The Survey of India accepted the proposal on 14 October 2025. Then the Department of Posts and Indian Railways were ordered to change the name on their systems. On 4 November 2025, the state development department issued an official notification (gazette) of the change, and renamed the municipal council Urun-Ishwarpur Nagar Parishad (Urun-Ishwarpur Municipal Council).

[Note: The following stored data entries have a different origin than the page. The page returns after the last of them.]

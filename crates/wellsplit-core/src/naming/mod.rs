pub mod codec;
pub mod pattern;
pub mod sequence;

pub use codec::{FrameFilenameCodec, OutputTemplate};
pub use pattern::InputPattern;
pub use sequence::{first_sequence_number, sequence_range};
use anyhow::Result;
use clap::Args;
use wellsplit_core::pipeline::{plan_tasks, TaskState};

use super::batch::BatchArgs;

#[derive(Args)]
pub struct PlanArgs {
    #[command(flatten)]
    pub batch: BatchArgs,

    /// Assume existing tiles will be regenerated
    #[arg(long)]
    pub overwrite: bool,

    /// Only list tasks that would invoke the engine
    #[arg(long)]
    pub pending_only: bool,
}

pub fn run(args: &PlanArgs) -> Result<()> {
    let ctx = args.batch.build_context()?;
    let overwrite = args.overwrite || ctx.config.execution.overwrite;
    let tasks = plan_tasks(&ctx)?;

    println!(
        "{:<6}{:>6}{:>7}{:>5}  {:<28}{:<24}{:>13}  State",
        "Well", "Scan", "Field", "Ch", "Input", "Group", "Tiles"
    );
    let mut pending = 0usize;
    for task in &tasks {
        let state = task.triage(overwrite);
        if state == TaskState::Pending {
            pending += 1;
        } else if args.pending_only {
            continue;
        }
        let input = task
            .input_path
            .file_name()
            .map(|n| n.to_string_lossy().into_owned())
            .unwrap_or_default();
        let range = task.sequence_range();
        println!(
            "{:<6}{:>6}{:>7}{:>5}  {:<28}{:<24}{:>13}  {}",
            task.well.to_string(),
            task.scan_ordinal,
            task.field,
            task.channel,
            input,
            ctx.codec.group_name(&task.label),
            format!("{}-{}", range.start, range.end - 1),
            state,
        );
    }
    println!();
    println!("{} task(s), {} to convert", tasks.len(), pending);
    Ok(())
}
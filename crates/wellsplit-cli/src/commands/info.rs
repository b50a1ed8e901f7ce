use anyhow::Result;
use clap::Args;

use super::batch::BatchArgs;

#[derive(Args)]
pub struct InfoArgs {
    #[command(flatten)]
    pub batch: BatchArgs,
}

pub fn run(args: &InfoArgs) -> Result<()> {
    let ctx = args.batch.build_context()?;
    let profile = &ctx.profile;

    println!("Plate:        {}", ctx.layout);
    println!("Microscope:   {}", ctx.config.microscope);
    println!("Tiles/frame:  {}", profile.tiles_per_frame);
    println!("Sensor bits:  {}", profile.sensor_bit_depth);
    if !profile.transform_ops.is_empty() {
        println!("Geometry:     {}", profile.transform_ops.join(" "));
    }
    println!("Fields/well:  {}", ctx.fields_per_well());
    println!("Digit width:  {}", ctx.codec.digit_width());
    println!();

    println!("Channels");
    for channel in 1..=ctx.channels() {
        println!(
            "  {}  {:<4}{}",
            channel,
            ctx.codec.channel_symbol(channel)?,
            ctx.transform_for(channel)
        );
    }
    println!();

    let groups = ctx.genotypes.groups();
    println!("Genotypes ({})", groups.len());
    for (label, wells) in groups {
        println!(
            "  {:<32}{:>4} wells  {:>6} tiles/channel",
            ctx.codec.group_name(label),
            wells,
            wells as u32 * ctx.tiles_per_well()
        );
    }

    Ok(())
}
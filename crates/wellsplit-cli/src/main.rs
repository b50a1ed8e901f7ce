mod commands;
mod progress;
mod summary;

use anyhow::Result;
use clap::{Parser, Subcommand};
use tracing_subscriber::EnvFilter;

#[derive(Parser)]
#[command(name = "wellsplit", about = "Split plate microscopy frames into per-genotype tile series")]
#[command(version)]
struct Cli {
    /// Enable verbose output
    #[arg(short, long, global = true)]
    verbose: bool,

    #[command(subcommand)]
    command: Commands,
}

#[derive(Subcommand)]
enum Commands {
    /// Convert every frame of a plate into genotype tile directories
    Run(commands::run::RunArgs),
    /// List the conversion tasks without running them
    Plan(commands::plan::PlanArgs),
    /// Show plate layout, profile and genotype groups
    Info(commands::info::InfoArgs),
    /// Print a default batch config as TOML
    Config(commands::config::ConfigArgs),
}

fn main() -> Result<()> {
    let cli = Cli::parse();

    let filter = if cli.verbose {
        EnvFilter::new("debug")
    } else {
        EnvFilter::new("warn")
    };
    tracing_subscriber::fmt()
        .with_env_filter(filter)
        .with_writer(std::io::stderr)
        .init();

    match &cli.command {
        Commands::Run(args) => commands::run::run(args),
        Commands::Plan(args) => commands::plan::run(args),
        Commands::Info(args) => commands::info::run(args),
        Commands::Config(args) => commands::config::run(args),
    }
}
use std::fs;
use std::sync::atomic::{AtomicUsize, Ordering};
use std::sync::Arc;

use rayon::prelude::*;
use tracing::{debug, error, info, warn};

use crate::consts::STAGING_DIR_PREFIX;
use crate::engine::{EngineRequest, TransformEngine};
use crate::error::{Result, WellSplitError};

use super::context::BatchContext;
use super::task::{plan_tasks, FrameTask, TaskReport, TaskState};
use super::types::{BatchStage, BatchSummary, CancelToken, NoOpReporter, ProgressReporter};

/// Runs every frame task of a batch on a bounded worker pool.
///
/// Tasks whose input frame is absent are reported as missing, tasks whose
/// tiles already exist are skipped unless overwrite is set, and the rest are
/// handed to the engine. Cancelling stops admission; running tasks finish and
/// the pool is drained before `run` returns.
pub struct ConversionScheduler<'a> {
    ctx: &'a BatchContext,
    engine: &'a dyn TransformEngine,
    cancel: CancelToken,
    reporter: Arc<dyn ProgressReporter>,
}

impl<'a> ConversionScheduler<'a> {
    pub fn new(ctx: &'a BatchContext, engine: &'a dyn TransformEngine) -> Self {
        Self {
            ctx,
            engine,
            cancel: CancelToken::new(),
            reporter: Arc::new(NoOpReporter),
        }
    }

    pub fn with_cancel(mut self, cancel: CancelToken) -> Self {
        self.cancel = cancel;
        self
    }

    pub fn with_reporter(mut self, reporter: Arc<dyn ProgressReporter>) -> Self {
        self.reporter = reporter;
        self
    }

    pub fn run(&self) -> Result<BatchSummary> {
        self.reporter.begin_stage(BatchStage::Planning, None);
        let tasks = plan_tasks(self.ctx)?;
        self.reporter.finish_stage();
        info!(tasks = tasks.len(), engine = self.engine.name(), "Planned batch");

        let (pending, mut reports) = self.triage(&tasks);
        info!(
            pending = pending.len(),
            settled = reports.len(),
            "Dispatching conversions"
        );

        let pool = rayon::ThreadPoolBuilder::new()
            .num_threads(self.ctx.jobs)
            .thread_name(|i| format!("wellsplit-worker-{i}"))
            .build()
            .map_err(|e| WellSplitError::Pipeline(format!("worker pool: {e}")))?;

        self.reporter
            .begin_stage(BatchStage::Converting, Some(pending.len()));
        let done = AtomicUsize::new(0);
        let converted: Vec<TaskReport> = pool.install(|| {
            pending
                .par_iter()
                .map(|task| {
                    let report = self.admit(task);
                    self.reporter
                        .advance(done.fetch_add(1, Ordering::Relaxed) + 1);
                    report
                })
                .collect()
        });
        self.reporter.finish_stage();

        reports.extend(converted);
        let summary = BatchSummary { reports };
        info!(
            complete = summary.count(TaskState::Complete),
            skipped = summary.count(TaskState::Skipped),
            missing = summary.count(TaskState::Missing),
            failed = summary.count(TaskState::Failed),
            cancelled = summary.count(TaskState::Cancelled),
            "Batch finished"
        );
        Ok(summary)
    }

    /// Settle missing and already-converted tasks; return the rest.
    fn triage<'t>(&self, tasks: &'t [FrameTask]) -> (Vec<&'t FrameTask>, Vec<TaskReport>) {
        let execution = &self.ctx.config.execution;
        self.reporter
            .begin_stage(BatchStage::Triage, Some(tasks.len()));

        let mut pending = Vec::new();
        let mut settled = Vec::new();
        for (i, task) in tasks.iter().enumerate() {
            match task.triage(execution.overwrite) {
                TaskState::Missing => {
                    let missing = WellSplitError::MissingInputFrame(task.input_path.clone());
                    if !execution.quiet_missing {
                        warn!(well = %task.well, field = task.field, channel = task.channel, "{missing}");
                    }
                    let mut report = TaskReport::new(task, TaskState::Missing);
                    report.error = Some(missing.to_string());
                    settled.push(report);
                }
                TaskState::Skipped => {
                    debug!(well = %task.well, field = task.field, channel = task.channel, "Outputs present, skipping");
                    settled.push(TaskReport::new(task, TaskState::Skipped));
                }
                _ => pending.push(task),
            }
            self.reporter.advance(i + 1);
        }
        self.reporter.finish_stage();
        (pending, settled)
    }

    fn admit(&self, task: &FrameTask) -> TaskReport {
        if self.cancel.is_cancelled() {
            return TaskReport::new(task, TaskState::Cancelled);
        }
        debug!(
            well = %task.well,
            field = task.field,
            channel = task.channel,
            state = %TaskState::Dispatched,
            "Converting {}",
            task.input_path.display()
        );
        match self.convert(task) {
            Ok(()) => TaskReport::new(task, TaskState::Complete),
            Err(e) => {
                error!(well = %task.well, field = task.field, channel = task.channel, "{e}");
                TaskReport::failed(task, e)
            }
        }
    }

    /// Run the engine into a private staging directory and move the tiles
    /// into place only once all of them exist.
    fn convert(&self, task: &FrameTask) -> Result<()> {
        fs::create_dir_all(&task.output_dir)?;
        let staging = tempfile::Builder::new()
            .prefix(STAGING_DIR_PREFIX)
            .tempdir_in(&task.output_dir)?;

        let pattern = task.output_template.pattern_in(staging.path());
        let request = EngineRequest {
            input: &task.input_path,
            transform: task.transform,
            transform_ops: &self.ctx.profile.transform_ops,
            output_bit_depth: self.ctx.config.contrast.output_bit_depth,
            sequence_start: task.sequence_start,
            output_pattern: &pattern,
        };
        self.engine.convert(&request)?;

        let staged = task
            .output_template
            .paths_in(staging.path(), task.sequence_start, task.tile_count);
        if let Some(absent) = staged.iter().find(|p| !p.is_file()) {
            return Err(WellSplitError::ConversionEngineFailure {
                input: task.input_path.clone(),
                reason: format!(
                    "expected {} tiles, {} was not written",
                    task.tile_count,
                    absent.display()
                ),
            });
        }

        for (from, to) in staged.iter().zip(task.output_paths()) {
            fs::rename(from, &to)?;
        }
        Ok(())
    }
}
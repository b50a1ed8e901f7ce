use std::fs;
use std::path::Path;

use crate::error::{Result, WellSplitError};
use crate::naming::InputPattern;

/// Names of the raw frames in `dir` matching `pattern`, sorted.
pub fn list_input_frames(dir: &Path, pattern: &InputPattern) -> Result<Vec<String>> {
    let mut names = Vec::new();
    for entry in fs::read_dir(dir)? {
        let entry = entry?;
        if !entry.file_type()?.is_file() {
            continue;
        }
        if let Some(name) = entry.file_name().to_str() {
            if pattern.matches(name) {
                names.push(name.to_string());
            }
        }
    }
    names.sort();
    Ok(names)
}

/// Zero-padded width of frame numbers, read from `sample` or from the first
/// matching frame in `dir`.
pub fn infer_digit_width(
    dir: &Path,
    pattern: &InputPattern,
    sample: Option<&str>,
) -> Result<usize> {
    if let Some(sample) = sample {
        return pattern.digit_width(sample);
    }
    let frames = list_input_frames(dir, pattern)?;
    match frames.first() {
        Some(first) => pattern.digit_width(first),
        None => Err(WellSplitError::FilenamePatternMismatch {
            filename: format!("<no frames in {}>", dir.display()),
            pattern: pattern.as_str().to_string(),
        }),
    }
}

/// Fields per well implied by the number of raw frames present.
///
/// Refuses to guess when the count does not divide evenly, which happens
/// with partial scans.
pub fn infer_fields_per_well(frame_count: usize, wells: usize, channels: u32) -> Result<u32> {
    let per_field = wells * channels as usize;
    if frame_count == 0 {
        return Err(WellSplitError::AmbiguousFieldCount(
            "no input frames found".into(),
        ));
    }
    if per_field == 0 || frame_count % per_field != 0 {
        return Err(WellSplitError::AmbiguousFieldCount(format!(
            "{frame_count} frames is not a multiple of {wells} wells x {channels} channels"
        )));
    }
    Ok((frame_count / per_field) as u32)
}
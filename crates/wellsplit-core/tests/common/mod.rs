#![allow(dead_code)]

use std::fs;
use std::path::{Path, PathBuf};
use std::sync::atomic::{AtomicUsize, Ordering};
use std::io;
use std::sync::{Arc, Mutex};

use wellsplit_core::engine::{EngineRequest, TransformEngine};
use wellsplit_core::error::{Result, WellSplitError};
use wellsplit_core::pipeline::config::BatchConfig;
use wellsplit_core::profile::{MicroscopeProfile, ProfileParams};

pub const LABELS: [&str; 3] = ["wt", "mutA", "mutB"];
pub const FIELDS: u32 = 2;
pub const CHANNELS: u32 = 3;
pub const TILES: u32 = 2;

/// Row-major labels for a plate: wells cycle through `LABELS`.
pub fn cycling_labels(wells: usize) -> Vec<String> {
    (0..wells).map(|i| LABELS[i % LABELS.len()].to_string()).collect()
}

pub fn write_genotype_table(path: &Path, labels: &[String]) {
    let mut contents = String::from("genotype,notes\n");
    for label in labels {
        contents.push_str(label);
        contents.push_str(",x\n");
    }
    fs::write(path, contents).unwrap();
}

pub fn frame_name(frame: u64, channel: u32) -> String {
    format!("img{:04}_c{}.tif", frame, channel)
}

/// Create every raw frame a 96-well plate with `FIELDS` fields and
/// `CHANNELS` channels would produce.
pub fn write_input_frames(dir: &Path, wells: u64) {
    fs::create_dir_all(dir).unwrap();
    for frame in 1..=wells * FIELDS as u64 {
        for channel in 1..=CHANNELS {
            fs::write(dir.join(frame_name(frame, channel)), b"raw").unwrap();
        }
    }
}

/// A complete 96-well batch in `root` with a small custom profile.
pub fn plate_fixture(root: &Path) -> BatchConfig {
    let input = root.join("frames");
    let output = root.join("tiles");
    let table = root.join("plate.csv");

    write_input_frames(&input, 96);
    write_genotype_table(&table, &cycling_labels(96));

    let mut config = BatchConfig::new(input, output, table);
    config.plate.wells = 96;
    config.microscope = MicroscopeProfile::Custom(ProfileParams {
        tiles_per_frame: TILES,
        sensor_bit_depth: 12,
        transform_ops: vec![],
    });
    config.naming.input_prefix = "img".into();
    config.naming.channel_separator = "_c".into();
    config.acquisition.channels = CHANNELS;
    config.acquisition.fields_per_well = Some(FIELDS);
    config.execution.jobs = Some(4);
    config
}

/// Expand an engine output pattern the way ImageMagick does: `%d` becomes
/// the scene number and `%%` a literal percent sign.
fn expand(pattern: &Path, sequence: u32) -> PathBuf {
    let pattern = pattern.to_string_lossy();
    let mut expanded = String::with_capacity(pattern.len());
    let mut chars = pattern.chars();
    while let Some(c) = chars.next() {
        if c != '%' {
            expanded.push(c);
            continue;
        }
        match chars.next() {
            Some('d') => expanded.push_str(&sequence.to_string()),
            Some(other) => expanded.push(other),
            None => expanded.push('%'),
        }
    }
    PathBuf::from(expanded)
}

/// Writes placeholder tiles the way the real engine names them.
pub struct FakeEngine {
    pub tiles: u32,
    pub calls: AtomicUsize,
    /// Input filenames for which the engine fails after writing one tile.
    pub fail_inputs: Mutex<Vec<String>>,
}

impl FakeEngine {
    pub fn new(tiles: u32) -> Self {
        Self {
            tiles,
            calls: AtomicUsize::new(0),
            fail_inputs: Mutex::new(Vec::new()),
        }
    }

    pub fn failing_on(tiles: u32, inputs: &[&str]) -> Self {
        let engine = Self::new(tiles);
        *engine.fail_inputs.lock().unwrap() = inputs.iter().map(|s| s.to_string()).collect();
        engine
    }

    pub fn calls(&self) -> usize {
        self.calls.load(Ordering::SeqCst)
    }
}

impl TransformEngine for FakeEngine {
    fn name(&self) -> &str {
        "fake"
    }

    fn convert(&self, request: &EngineRequest<'_>) -> Result<()> {
        self.calls.fetch_add(1, Ordering::SeqCst);
        let input_name = request
            .input
            .file_name()
            .unwrap()
            .to_string_lossy()
            .into_owned();

        if self.fail_inputs.lock().unwrap().contains(&input_name) {
            fs::write(expand(request.output_pattern, request.sequence_start), b"partial")?;
            return Err(WellSplitError::ConversionEngineFailure {
                input: request.input.to_path_buf(),
                reason: "simulated failure".into(),
            });
        }

        for seq in request.sequence_start..request.sequence_start + self.tiles {
            fs::write(expand(request.output_pattern, seq), b"tile")?;
        }
        Ok(())
    }
}

/// Every regular file below `dir`, relative to `dir`.
pub fn files_under(dir: &Path) -> Vec<PathBuf> {
    let mut out = Vec::new();
    if !dir.exists() {
        return out;
    }
    for entry in fs::read_dir(dir).unwrap() {
        let path = entry.unwrap().path();
        if path.is_dir() {
            for inner in files_under(&path) {
                out.push(path.strip_prefix(dir).unwrap().join(inner));
            }
        } else {
            out.push(path.strip_prefix(dir).unwrap().to_path_buf());
        }
    }
    out.sort();
    out
}

/// Log sink shared between a test and the subscriber it installs.
#[derive(Clone, Default)]
pub struct LogBuffer(Arc<Mutex<Vec<u8>>>);

impl LogBuffer {
    pub fn contents(&self) -> String {
        String::from_utf8_lossy(&self.0.lock().unwrap()).into_owned()
    }
}

impl io::Write for LogBuffer {
    fn write(&mut self, buf: &[u8]) -> io::Result<usize> {
        self.0.lock().unwrap().extend_from_slice(buf);
        Ok(buf.len())
    }

    fn flush(&mut self) -> io::Result<()> {
        Ok(())
    }
}

/// Run `f` with warnings and errors logged on this thread captured as text.
pub fn capture_logs<T>(f: impl FnOnce() -> T) -> (T, String) {
    let buffer = LogBuffer::default();
    let writer = buffer.clone();
    let subscriber = tracing_subscriber::fmt()
        .with_max_level(tracing::Level::WARN)
        .with_ansi(false)
        .with_writer(move || writer.clone())
        .finish();
    let result = tracing::subscriber::with_default(subscriber, f);
    (result, buffer.contents())
}
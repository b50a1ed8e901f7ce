pub mod config;
mod context;
mod scheduler;
mod task;
mod types;

pub use context::BatchContext;
pub use scheduler::ConversionScheduler;
pub use task::{plan_tasks, FrameTask, TaskReport, TaskState};
pub use types::{BatchStage, BatchSummary, CancelToken, ProgressReporter};
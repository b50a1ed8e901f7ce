use regex::Regex;

use crate::error::{Result, WellSplitError};

/// Matcher for raw microscope filenames:
/// `<prefix><digits><separator><channel>.<ext>`.
#[derive(Clone, Debug)]
pub struct InputPattern {
    regex: Regex,
}

impl InputPattern {
    pub fn new(prefix: &str, channel_separator: &str, extension: &str) -> Result<Self> {
        let source = format!(
            r"^{}(\d+){}(\d+)\.{}$",
            regex::escape(prefix),
            regex::escape(channel_separator),
            regex::escape(extension.trim_start_matches('.')),
        );
        let regex = Regex::new(&source)
            .map_err(|e| WellSplitError::InvalidConfig(format!("input pattern: {e}")))?;
        Ok(Self { regex })
    }

    pub fn matches(&self, filename: &str) -> bool {
        self.regex.is_match(filename)
    }

    /// Length of the frame-number digit run in `filename`.
    pub fn digit_width(&self, filename: &str) -> Result<usize> {
        self.regex
            .captures(filename)
            .and_then(|caps| caps.get(1))
            .map(|digits| digits.as_str().len())
            .ok_or_else(|| WellSplitError::FilenamePatternMismatch {
                filename: filename.to_string(),
                pattern: self.as_str().to_string(),
            })
    }

    pub fn as_str(&self) -> &str {
        self.regex.as_str()
    }

    /// Frame number and channel encoded in `filename`, if it matches.
    pub fn parse(&self, filename: &str) -> Option<(u64, u32)> {
        let caps = self.regex.captures(filename)?;
        let frame = caps.get(1)?.as_str().parse().ok()?;
        let channel = caps.get(2)?.as_str().parse().ok()?;
        Some((frame, channel))
    }
}
use std::collections::HashMap;
use std::fs::File;
use std::io::Read;
use std::path::Path;

use serde::{Deserialize, Serialize};
use tracing::debug;

use crate::consts::DEFAULT_LABEL_COLUMN;
use crate::error::{Result, WellSplitError};

use super::layout::PlateLayout;

/// How labels are laid out in the delimited plate table.
#[derive(Clone, Debug, PartialEq, Serialize, Deserialize)]
#[serde(default)]
pub struct TableFormat {
    /// Field delimiter, a single ASCII character.
    pub delimiter: char,
    /// 0-based column holding the genotype label.
    pub label_column: usize,
}

impl Default for TableFormat {
    fn default() -> Self {
        Self {
            delimiter: ',',
            label_column: DEFAULT_LABEL_COLUMN,
        }
    }
}

/// Genotype label for every well, indexed by grid index (row-major).
#[derive(Clone, Debug)]
pub struct GenotypeTable {
    labels: Vec<String>,
}

impl GenotypeTable {
    /// Load labels from a delimited file. The first row is a header and is
    /// discarded; one row per well follows in row-major order.
    pub fn load(path: &Path, layout: &PlateLayout, format: &TableFormat) -> Result<Self> {
        let file = File::open(path)?;
        Self::from_reader(file, layout, format)
    }

    pub fn from_reader<R: Read>(
        reader: R,
        layout: &PlateLayout,
        format: &TableFormat,
    ) -> Result<Self> {
        if !format.delimiter.is_ascii() {
            return Err(WellSplitError::InvalidConfig(format!(
                "table delimiter '{}' is not ASCII",
                format.delimiter
            )));
        }

        let expected = layout.well_count();
        let mut csv_reader = csv::ReaderBuilder::new()
            .delimiter(format.delimiter as u8)
            .has_headers(true)
            .flexible(true)
            .trim(csv::Trim::All)
            .from_reader(reader);

        // The reader skips blank lines, which in a one-column table are wells
        // without a label. A jump in line numbers marks one.
        csv_reader.headers()?;
        let mut record = csv::StringRecord::new();
        let mut labels = Vec::with_capacity(expected);
        while labels.len() < expected {
            let line = csv_reader.position().line();
            if !csv_reader.read_record(&mut record)? {
                break;
            }
            let consumed = csv_reader.position().line() - line;
            let embedded = record.iter().map(|f| f.matches('\n').count() as u64).sum::<u64>();
            let label = match record.get(format.label_column) {
                Some(label) => label,
                None => break,
            };
            if consumed > embedded + 1 || label.is_empty() {
                return Err(WellSplitError::BlankGenotypeLabel {
                    well_index: labels.len(),
                    line,
                });
            }
            labels.push(label.to_string());
        }

        if labels.len() < expected {
            return Err(WellSplitError::MissingPlateData {
                expected,
                found: labels.len(),
            });
        }

        debug!(wells = expected, "Loaded genotype table");
        Ok(Self { labels })
    }

    /// Build a table directly from row-major labels.
    pub fn from_labels<I, S>(labels: I, layout: &PlateLayout) -> Result<Self>
    where
        I: IntoIterator<Item = S>,
        S: Into<String>,
    {
        let expected = layout.well_count();
        let labels: Vec<String> = labels.into_iter().take(expected).map(Into::into).collect();
        if labels.len() < expected {
            return Err(WellSplitError::MissingPlateData {
                expected,
                found: labels.len(),
            });
        }
        Ok(Self { labels })
    }

    pub fn len(&self) -> usize {
        self.labels.len()
    }

    pub fn is_empty(&self) -> bool {
        self.labels.is_empty()
    }

    pub fn label(&self, grid_index: usize) -> &str {
        &self.labels[grid_index]
    }

    /// Number of wells before `grid_index` (in grid order) carrying the same
    /// label.
    pub fn occurrence_rank(&self, grid_index: usize) -> usize {
        let label = &self.labels[grid_index];
        self.labels[..grid_index]
            .iter()
            .filter(|other| *other == label)
            .count()
    }

    /// Total number of wells carrying `label`.
    pub fn label_count(&self, label: &str) -> usize {
        self.labels.iter().filter(|l| l.as_str() == label).count()
    }

    /// Distinct labels with their well counts, in order of first appearance.
    pub fn groups(&self) -> Vec<(&str, usize)> {
        let mut order: Vec<&str> = Vec::new();
        let mut counts: HashMap<&str, usize> = HashMap::new();
        for label in &self.labels {
            let count = counts.entry(label.as_str()).or_insert(0);
            if *count == 0 {
                order.push(label.as_str());
            }
            *count += 1;
        }
        order.into_iter().map(|l| (l, counts[l])).collect()
    }
}
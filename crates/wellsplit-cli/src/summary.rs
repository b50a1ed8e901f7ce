use console::Style;
use wellsplit_core::pipeline::{BatchContext, BatchSummary, TaskState};

struct Styles {
    title: Style,
    header: Style,
    label: Style,
    value: Style,
    method: Style,
    disabled: Style,
    path: Style,
    error: Style,
}

impl Styles {
    fn new() -> Self {
        Self {
            title: Style::new().cyan().bold(),
            header: Style::new().cyan().bold(),
            label: Style::new().dim(),
            value: Style::new().bold().white(),
            method: Style::new().green(),
            disabled: Style::new().dim().yellow(),
            path: Style::new().underlined(),
            error: Style::new().red().bold(),
        }
    }
}

pub fn print_batch_summary(ctx: &BatchContext) {
    let s = Styles::new();
    let config = &ctx.config;

    println!();
    println!("  {}", s.title.apply_to("WellSplit Batch"));
    println!("  {}", s.title.apply_to("\u{2550}".repeat(15)));
    println!();

    println!(
        "  {:<14}{}",
        s.label.apply_to("Input"),
        s.path.apply_to(config.input_dir.display())
    );
    println!(
        "  {:<14}{}",
        s.label.apply_to("Output"),
        s.path.apply_to(config.output_dir.display())
    );
    println!(
        "  {:<14}{}",
        s.label.apply_to("Genotypes"),
        s.path.apply_to(config.genotype_table.display())
    );
    println!();

    println!("  {}", s.header.apply_to("Acquisition"));
    println!(
        "    {:<12}{}",
        s.label.apply_to("Plate"),
        s.value.apply_to(ctx.layout)
    );
    println!(
        "    {:<12}{}",
        s.label.apply_to("Microscope"),
        s.method.apply_to(&config.microscope)
    );
    println!(
        "    {:<12}{}",
        s.label.apply_to("Fields"),
        s.value.apply_to(ctx.fields_per_well())
    );
    println!(
        "    {:<12}{}",
        s.label.apply_to("Tiles"),
        s.value.apply_to(format!("{} per frame", ctx.profile.tiles_per_frame))
    );
    println!();

    println!("  {}", s.header.apply_to("Contrast"));
    for channel in 1..=ctx.channels() {
        println!(
            "    {:<12}{}",
            s.label.apply_to(format!("Channel {channel}")),
            s.method.apply_to(ctx.transform_for(channel))
        );
    }
    println!();

    println!(
        "  {:<14}{}",
        s.header.apply_to("Execution"),
        s.value.apply_to(format!("{} jobs", ctx.jobs))
    );
    if config.execution.overwrite {
        println!("  {:<14}{}", "", s.disabled.apply_to("overwriting existing tiles"));
    }
    println!();
}

pub fn print_batch_result(summary: &BatchSummary) {
    let s = Styles::new();

    println!();
    println!("  {}", s.header.apply_to("Result"));
    for state in [
        TaskState::Complete,
        TaskState::Skipped,
        TaskState::Missing,
        TaskState::Failed,
        TaskState::Cancelled,
    ] {
        let count = summary.count(state);
        let style = match state {
            TaskState::Failed if count > 0 => &s.error,
            TaskState::Missing | TaskState::Cancelled if count > 0 => &s.disabled,
            _ => &s.value,
        };
        println!(
            "    {:<12}{}",
            s.label.apply_to(state.to_string()),
            style.apply_to(count)
        );
    }

    let failures: Vec<_> = summary.failures().collect();
    if !failures.is_empty() {
        println!();
        println!("  {}", s.header.apply_to("Failures"));
        for report in failures {
            println!(
                "    {} f{} c{}  {}",
                s.value.apply_to(report.well),
                report.field,
                report.channel,
                s.error.apply_to(report.error.as_deref().unwrap_or("unknown error"))
            );
        }
    }
    println!();
}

== Government and politics ==
=== Municipal council elections ===
There were elections for the municipal council in December 2025. The Nationalist Congress Party (NCP-SP) won the post of post of council president, and 23 seats on the council. There are 30 wards.

== Education ==
=== Prakash Institute of Medical Sciences and Research ===
The Prakash Institute of Medical Sciences and Research is a private medical school and hospital that opened in Islampur in 2016. As of 2020, the hospital had 650 beds. There were 200 members of the faculty. The institute has a biometric attendance system using thumbprints linked to the faculty member's Aadhaar number. In January 2020, students alleged that staff were using thumb moulds to trick the system into recording people as present when they were absent. Students also alleged that many of the hospital's in- and out-patients existed only on paper. The Directorate of Medical Education and Research (DMER) responded to the complaints by visiting the hospital on 20 January 2020 and found that the wards were almost empty, and were unable to find senior doctors who were registered as present on the biometric attendance system. The hospital authorities prevented further inspection by the DMER.

In 2024, the DMER ordered an inquiry into nine medical colleges, including the Prakash Institute of Medical Sciences and Research. This was a result of complaints that these colleges had illegally collected excessive fees from students.